Start of EXERCISE MATERIAL
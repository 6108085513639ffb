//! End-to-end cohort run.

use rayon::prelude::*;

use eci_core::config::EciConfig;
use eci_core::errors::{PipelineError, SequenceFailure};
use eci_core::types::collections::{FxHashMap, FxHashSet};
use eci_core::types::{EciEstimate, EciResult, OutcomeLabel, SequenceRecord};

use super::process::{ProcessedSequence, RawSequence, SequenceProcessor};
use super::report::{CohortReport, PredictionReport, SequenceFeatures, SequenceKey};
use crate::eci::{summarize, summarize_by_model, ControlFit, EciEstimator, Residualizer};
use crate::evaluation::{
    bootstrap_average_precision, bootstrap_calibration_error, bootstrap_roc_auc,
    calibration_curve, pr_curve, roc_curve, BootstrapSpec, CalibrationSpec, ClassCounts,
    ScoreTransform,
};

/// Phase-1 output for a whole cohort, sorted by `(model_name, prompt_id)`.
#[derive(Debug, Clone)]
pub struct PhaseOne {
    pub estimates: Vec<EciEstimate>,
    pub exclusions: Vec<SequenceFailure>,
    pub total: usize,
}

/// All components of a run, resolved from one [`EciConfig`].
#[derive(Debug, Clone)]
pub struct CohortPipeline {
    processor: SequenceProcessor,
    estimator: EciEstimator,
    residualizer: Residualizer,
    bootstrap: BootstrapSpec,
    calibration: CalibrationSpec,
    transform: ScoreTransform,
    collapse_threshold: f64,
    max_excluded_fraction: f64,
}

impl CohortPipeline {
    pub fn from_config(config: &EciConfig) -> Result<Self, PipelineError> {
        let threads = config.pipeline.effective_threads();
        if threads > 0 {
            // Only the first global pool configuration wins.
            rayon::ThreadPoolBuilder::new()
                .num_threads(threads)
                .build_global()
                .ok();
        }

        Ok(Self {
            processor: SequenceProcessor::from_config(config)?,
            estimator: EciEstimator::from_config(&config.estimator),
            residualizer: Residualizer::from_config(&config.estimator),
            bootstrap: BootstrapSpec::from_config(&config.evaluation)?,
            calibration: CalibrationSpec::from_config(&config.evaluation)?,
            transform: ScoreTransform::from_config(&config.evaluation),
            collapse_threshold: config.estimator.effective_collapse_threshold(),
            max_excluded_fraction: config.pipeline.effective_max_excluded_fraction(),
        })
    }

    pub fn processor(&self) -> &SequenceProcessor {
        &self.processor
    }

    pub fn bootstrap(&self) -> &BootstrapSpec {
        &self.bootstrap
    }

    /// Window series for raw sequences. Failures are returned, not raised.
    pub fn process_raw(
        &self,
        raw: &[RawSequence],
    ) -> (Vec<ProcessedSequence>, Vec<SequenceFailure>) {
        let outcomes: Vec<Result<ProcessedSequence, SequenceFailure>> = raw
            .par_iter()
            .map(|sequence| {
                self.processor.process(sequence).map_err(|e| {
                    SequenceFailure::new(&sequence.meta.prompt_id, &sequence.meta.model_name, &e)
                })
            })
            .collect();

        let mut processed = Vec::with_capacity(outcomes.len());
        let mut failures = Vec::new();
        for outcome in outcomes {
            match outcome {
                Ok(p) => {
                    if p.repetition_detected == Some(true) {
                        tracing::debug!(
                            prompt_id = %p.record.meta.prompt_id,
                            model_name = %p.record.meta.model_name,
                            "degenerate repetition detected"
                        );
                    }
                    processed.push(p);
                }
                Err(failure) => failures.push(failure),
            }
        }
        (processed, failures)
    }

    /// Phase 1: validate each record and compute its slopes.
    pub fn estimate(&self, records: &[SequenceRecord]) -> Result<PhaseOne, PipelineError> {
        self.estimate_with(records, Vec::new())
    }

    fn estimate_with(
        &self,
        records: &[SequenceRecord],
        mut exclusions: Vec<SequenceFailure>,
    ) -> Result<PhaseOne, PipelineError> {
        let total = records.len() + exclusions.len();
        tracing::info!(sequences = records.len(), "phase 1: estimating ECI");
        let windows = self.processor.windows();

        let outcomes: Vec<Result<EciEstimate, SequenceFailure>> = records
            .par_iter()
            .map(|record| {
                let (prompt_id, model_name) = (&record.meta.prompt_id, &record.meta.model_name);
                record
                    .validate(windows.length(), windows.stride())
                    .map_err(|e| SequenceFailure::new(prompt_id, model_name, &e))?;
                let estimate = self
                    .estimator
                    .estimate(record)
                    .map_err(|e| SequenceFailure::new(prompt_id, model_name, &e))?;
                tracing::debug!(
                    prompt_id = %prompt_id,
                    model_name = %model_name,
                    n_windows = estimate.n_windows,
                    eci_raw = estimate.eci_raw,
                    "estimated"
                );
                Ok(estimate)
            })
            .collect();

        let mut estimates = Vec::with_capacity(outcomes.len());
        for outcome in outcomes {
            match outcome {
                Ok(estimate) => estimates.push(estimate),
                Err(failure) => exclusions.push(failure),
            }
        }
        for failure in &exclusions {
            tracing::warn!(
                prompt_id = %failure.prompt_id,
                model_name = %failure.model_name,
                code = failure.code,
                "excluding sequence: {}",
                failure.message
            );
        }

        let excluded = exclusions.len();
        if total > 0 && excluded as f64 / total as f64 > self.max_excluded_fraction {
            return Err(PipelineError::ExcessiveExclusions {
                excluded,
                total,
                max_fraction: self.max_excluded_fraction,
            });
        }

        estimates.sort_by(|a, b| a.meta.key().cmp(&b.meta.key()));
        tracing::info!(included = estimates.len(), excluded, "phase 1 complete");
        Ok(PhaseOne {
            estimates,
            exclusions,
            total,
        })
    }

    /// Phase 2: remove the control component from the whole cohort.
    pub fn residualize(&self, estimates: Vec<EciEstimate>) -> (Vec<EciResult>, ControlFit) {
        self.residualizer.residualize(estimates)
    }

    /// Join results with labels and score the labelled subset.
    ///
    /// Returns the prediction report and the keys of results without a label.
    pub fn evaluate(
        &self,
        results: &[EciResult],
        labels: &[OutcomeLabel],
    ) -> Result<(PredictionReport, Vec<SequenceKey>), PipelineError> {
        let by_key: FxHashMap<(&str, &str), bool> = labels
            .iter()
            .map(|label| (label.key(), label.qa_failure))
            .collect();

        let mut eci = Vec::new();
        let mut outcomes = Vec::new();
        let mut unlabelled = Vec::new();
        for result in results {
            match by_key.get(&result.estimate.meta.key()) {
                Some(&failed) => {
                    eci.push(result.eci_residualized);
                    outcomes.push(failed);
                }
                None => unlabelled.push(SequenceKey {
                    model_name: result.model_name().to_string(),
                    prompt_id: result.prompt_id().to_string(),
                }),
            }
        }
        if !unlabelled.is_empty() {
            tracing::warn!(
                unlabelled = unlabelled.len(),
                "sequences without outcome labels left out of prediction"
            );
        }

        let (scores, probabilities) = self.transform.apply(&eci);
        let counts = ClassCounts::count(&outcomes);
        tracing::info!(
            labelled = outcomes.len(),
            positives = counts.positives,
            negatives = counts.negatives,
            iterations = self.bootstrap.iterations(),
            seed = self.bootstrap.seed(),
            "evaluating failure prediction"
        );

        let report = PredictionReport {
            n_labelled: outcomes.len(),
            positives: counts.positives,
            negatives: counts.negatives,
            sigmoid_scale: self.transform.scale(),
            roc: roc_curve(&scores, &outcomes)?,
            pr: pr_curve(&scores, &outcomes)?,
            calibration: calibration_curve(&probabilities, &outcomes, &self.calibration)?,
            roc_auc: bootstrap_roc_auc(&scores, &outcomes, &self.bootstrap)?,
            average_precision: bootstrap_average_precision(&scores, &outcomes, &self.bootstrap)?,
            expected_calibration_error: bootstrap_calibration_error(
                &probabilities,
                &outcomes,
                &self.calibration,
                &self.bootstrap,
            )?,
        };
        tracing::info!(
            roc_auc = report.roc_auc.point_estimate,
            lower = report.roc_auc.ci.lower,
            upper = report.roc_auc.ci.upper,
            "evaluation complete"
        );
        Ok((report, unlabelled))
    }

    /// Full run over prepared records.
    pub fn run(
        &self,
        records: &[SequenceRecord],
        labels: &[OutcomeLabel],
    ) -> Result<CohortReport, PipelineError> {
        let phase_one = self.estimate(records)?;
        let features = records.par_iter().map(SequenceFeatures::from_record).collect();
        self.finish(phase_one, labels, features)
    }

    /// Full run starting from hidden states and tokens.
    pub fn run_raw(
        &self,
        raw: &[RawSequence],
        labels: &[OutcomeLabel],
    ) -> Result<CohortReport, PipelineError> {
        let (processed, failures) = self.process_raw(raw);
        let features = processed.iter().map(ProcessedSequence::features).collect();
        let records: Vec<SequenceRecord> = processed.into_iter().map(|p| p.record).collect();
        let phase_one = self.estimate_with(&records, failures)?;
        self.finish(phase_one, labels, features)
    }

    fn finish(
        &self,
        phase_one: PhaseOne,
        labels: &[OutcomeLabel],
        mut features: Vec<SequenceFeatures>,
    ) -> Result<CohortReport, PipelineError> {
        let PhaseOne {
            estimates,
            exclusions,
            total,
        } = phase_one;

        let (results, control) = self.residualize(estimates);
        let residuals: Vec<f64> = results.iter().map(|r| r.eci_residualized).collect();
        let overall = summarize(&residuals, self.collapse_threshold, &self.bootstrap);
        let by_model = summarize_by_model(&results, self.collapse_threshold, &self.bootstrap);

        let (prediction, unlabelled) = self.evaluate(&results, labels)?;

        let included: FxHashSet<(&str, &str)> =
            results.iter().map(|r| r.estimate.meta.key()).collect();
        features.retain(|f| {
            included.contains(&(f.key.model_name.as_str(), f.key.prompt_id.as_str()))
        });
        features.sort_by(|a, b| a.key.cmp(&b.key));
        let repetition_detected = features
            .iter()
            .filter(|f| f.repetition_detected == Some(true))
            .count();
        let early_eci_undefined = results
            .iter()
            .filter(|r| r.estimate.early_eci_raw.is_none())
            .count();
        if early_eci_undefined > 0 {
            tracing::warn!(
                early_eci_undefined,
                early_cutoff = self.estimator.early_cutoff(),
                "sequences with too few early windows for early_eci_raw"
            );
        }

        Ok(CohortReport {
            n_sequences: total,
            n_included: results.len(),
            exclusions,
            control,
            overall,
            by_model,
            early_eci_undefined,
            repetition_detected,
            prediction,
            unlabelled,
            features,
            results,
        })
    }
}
End of EXERCISE MATERIAL
Start of EXERCISE MATERIAL
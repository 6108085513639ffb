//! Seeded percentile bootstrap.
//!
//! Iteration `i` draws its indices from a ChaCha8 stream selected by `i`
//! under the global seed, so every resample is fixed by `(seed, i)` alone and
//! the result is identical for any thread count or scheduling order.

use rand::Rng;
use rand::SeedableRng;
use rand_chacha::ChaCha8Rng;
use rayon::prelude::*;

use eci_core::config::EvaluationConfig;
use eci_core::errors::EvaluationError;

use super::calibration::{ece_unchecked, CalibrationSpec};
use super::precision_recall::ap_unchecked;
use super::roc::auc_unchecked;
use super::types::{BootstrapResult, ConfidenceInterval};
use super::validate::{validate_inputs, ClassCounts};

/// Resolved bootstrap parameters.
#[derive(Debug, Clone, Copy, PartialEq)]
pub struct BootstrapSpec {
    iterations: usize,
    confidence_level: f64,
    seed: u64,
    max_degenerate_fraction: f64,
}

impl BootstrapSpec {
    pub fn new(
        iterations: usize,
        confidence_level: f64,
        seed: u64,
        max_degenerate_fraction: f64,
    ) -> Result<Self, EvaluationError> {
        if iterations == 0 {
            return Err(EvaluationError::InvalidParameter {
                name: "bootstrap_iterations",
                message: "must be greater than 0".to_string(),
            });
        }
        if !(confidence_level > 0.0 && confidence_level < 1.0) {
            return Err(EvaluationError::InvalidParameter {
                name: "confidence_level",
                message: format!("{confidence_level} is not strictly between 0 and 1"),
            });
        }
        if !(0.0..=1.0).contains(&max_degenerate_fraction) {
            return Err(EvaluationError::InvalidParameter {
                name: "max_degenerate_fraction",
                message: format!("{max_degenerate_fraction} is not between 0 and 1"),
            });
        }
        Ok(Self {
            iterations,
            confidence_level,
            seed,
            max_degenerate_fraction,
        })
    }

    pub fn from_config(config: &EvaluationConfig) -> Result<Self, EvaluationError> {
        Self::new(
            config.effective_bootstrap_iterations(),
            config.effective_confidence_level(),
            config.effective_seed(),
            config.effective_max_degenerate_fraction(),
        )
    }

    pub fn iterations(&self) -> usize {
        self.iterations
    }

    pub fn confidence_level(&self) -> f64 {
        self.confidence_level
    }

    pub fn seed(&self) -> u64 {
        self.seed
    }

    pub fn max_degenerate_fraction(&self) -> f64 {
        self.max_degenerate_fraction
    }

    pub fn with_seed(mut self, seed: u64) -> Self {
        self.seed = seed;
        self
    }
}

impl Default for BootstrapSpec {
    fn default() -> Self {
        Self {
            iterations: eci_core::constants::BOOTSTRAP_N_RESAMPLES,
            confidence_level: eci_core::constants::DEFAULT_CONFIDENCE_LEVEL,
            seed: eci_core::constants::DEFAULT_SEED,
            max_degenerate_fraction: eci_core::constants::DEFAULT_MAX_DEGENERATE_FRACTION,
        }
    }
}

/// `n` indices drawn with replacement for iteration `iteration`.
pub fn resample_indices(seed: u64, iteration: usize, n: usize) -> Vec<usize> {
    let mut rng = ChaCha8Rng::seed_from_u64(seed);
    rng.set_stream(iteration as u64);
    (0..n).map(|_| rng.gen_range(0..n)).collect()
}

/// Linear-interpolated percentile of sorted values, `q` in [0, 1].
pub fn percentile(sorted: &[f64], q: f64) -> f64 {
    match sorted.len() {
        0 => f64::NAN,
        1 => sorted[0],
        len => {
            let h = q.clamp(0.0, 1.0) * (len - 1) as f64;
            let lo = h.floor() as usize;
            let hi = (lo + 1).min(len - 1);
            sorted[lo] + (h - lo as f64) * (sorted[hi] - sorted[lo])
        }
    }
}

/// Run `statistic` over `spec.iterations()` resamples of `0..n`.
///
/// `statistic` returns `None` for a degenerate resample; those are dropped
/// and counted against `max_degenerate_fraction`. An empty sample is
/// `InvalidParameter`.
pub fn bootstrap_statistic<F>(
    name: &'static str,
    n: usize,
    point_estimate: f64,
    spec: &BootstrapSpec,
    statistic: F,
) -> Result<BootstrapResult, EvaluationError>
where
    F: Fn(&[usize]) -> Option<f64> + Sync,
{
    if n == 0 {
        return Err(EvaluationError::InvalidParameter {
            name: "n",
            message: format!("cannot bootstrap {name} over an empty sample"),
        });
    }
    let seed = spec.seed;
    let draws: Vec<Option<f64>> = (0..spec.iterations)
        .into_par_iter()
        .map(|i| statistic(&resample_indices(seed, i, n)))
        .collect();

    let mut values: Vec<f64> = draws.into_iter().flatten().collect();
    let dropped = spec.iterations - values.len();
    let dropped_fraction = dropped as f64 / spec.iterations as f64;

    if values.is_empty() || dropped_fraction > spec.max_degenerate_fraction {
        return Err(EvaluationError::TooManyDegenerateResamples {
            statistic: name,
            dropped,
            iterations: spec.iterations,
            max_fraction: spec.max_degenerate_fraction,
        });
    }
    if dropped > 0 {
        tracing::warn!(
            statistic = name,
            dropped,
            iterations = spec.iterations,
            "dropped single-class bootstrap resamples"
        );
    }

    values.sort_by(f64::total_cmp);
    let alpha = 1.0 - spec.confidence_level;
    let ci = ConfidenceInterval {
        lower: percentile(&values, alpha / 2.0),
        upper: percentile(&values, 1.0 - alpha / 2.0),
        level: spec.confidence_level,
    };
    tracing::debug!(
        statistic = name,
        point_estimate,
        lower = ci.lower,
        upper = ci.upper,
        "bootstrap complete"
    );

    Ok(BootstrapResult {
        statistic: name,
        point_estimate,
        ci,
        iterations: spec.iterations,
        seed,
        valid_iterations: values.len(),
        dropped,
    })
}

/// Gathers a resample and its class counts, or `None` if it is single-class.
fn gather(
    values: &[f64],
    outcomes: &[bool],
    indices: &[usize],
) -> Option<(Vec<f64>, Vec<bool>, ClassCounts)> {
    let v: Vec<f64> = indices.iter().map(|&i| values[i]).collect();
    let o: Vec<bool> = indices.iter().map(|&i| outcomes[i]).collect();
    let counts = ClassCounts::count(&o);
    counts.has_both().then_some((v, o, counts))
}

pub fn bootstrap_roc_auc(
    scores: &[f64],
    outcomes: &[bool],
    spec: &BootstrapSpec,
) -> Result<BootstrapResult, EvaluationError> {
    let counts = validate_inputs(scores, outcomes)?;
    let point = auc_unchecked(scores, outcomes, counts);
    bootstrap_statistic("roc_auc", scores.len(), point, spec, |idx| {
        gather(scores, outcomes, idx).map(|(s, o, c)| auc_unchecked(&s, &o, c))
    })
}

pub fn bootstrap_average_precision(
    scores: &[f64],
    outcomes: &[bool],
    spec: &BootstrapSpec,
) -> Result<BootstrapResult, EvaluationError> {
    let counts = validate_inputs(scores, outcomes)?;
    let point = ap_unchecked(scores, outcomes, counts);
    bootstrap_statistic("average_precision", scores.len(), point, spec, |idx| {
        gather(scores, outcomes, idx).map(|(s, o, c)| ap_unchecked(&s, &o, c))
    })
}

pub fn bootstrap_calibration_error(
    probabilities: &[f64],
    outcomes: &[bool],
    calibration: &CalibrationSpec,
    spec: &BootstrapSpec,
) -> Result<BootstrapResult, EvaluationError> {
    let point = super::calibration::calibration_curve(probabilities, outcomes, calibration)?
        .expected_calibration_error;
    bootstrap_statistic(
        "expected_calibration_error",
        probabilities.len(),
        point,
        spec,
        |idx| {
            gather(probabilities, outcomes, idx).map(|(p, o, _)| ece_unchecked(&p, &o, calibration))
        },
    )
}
End of EXERCISE MATERIAL
Start of EXERCISE MATERIAL
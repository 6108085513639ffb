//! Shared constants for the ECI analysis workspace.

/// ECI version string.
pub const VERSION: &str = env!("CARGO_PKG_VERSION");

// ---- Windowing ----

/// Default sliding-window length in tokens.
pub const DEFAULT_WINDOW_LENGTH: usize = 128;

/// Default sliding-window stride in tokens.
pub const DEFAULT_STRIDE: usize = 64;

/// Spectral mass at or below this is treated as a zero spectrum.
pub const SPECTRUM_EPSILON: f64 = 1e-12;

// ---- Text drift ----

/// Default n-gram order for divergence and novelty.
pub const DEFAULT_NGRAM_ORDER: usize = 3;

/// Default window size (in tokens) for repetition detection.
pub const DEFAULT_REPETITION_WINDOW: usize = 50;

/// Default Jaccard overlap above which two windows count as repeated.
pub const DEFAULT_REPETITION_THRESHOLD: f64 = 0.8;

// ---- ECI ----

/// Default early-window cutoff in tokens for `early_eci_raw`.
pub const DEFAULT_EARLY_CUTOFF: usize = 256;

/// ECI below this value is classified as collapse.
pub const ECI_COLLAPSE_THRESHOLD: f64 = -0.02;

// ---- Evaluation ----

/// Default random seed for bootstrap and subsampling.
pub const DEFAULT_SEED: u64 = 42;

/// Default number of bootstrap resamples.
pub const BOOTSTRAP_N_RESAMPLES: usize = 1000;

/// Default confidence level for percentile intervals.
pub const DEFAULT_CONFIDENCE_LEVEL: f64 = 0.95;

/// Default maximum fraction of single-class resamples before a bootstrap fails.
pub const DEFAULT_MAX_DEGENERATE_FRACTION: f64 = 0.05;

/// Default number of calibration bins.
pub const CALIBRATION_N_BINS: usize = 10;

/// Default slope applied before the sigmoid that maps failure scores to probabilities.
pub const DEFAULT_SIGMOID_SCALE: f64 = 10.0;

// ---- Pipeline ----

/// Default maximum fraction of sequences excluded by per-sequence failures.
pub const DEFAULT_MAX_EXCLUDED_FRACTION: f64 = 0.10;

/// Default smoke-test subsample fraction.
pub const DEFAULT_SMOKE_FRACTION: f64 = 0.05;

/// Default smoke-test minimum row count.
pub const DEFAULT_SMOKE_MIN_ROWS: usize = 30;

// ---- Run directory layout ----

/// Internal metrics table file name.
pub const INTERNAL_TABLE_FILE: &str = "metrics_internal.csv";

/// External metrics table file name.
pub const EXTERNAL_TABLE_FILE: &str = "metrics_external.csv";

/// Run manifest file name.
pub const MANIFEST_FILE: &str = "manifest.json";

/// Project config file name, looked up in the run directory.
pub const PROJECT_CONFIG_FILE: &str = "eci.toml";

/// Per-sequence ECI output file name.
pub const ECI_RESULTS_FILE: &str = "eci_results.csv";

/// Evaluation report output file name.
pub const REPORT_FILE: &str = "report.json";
End of EXERCISE MATERIAL
§ **EXERCISE**
Please return every line of the records that contains the word "types".

§ **COMPLETED TASK**
use eci_core::types::collections::{FxHashMap, FxHashSet};
use eci_core::types::{EciEstimate, EciResult, OutcomeLabel, SequenceRecord};
use super::types::{BootstrapResult, ConfidenceInterval};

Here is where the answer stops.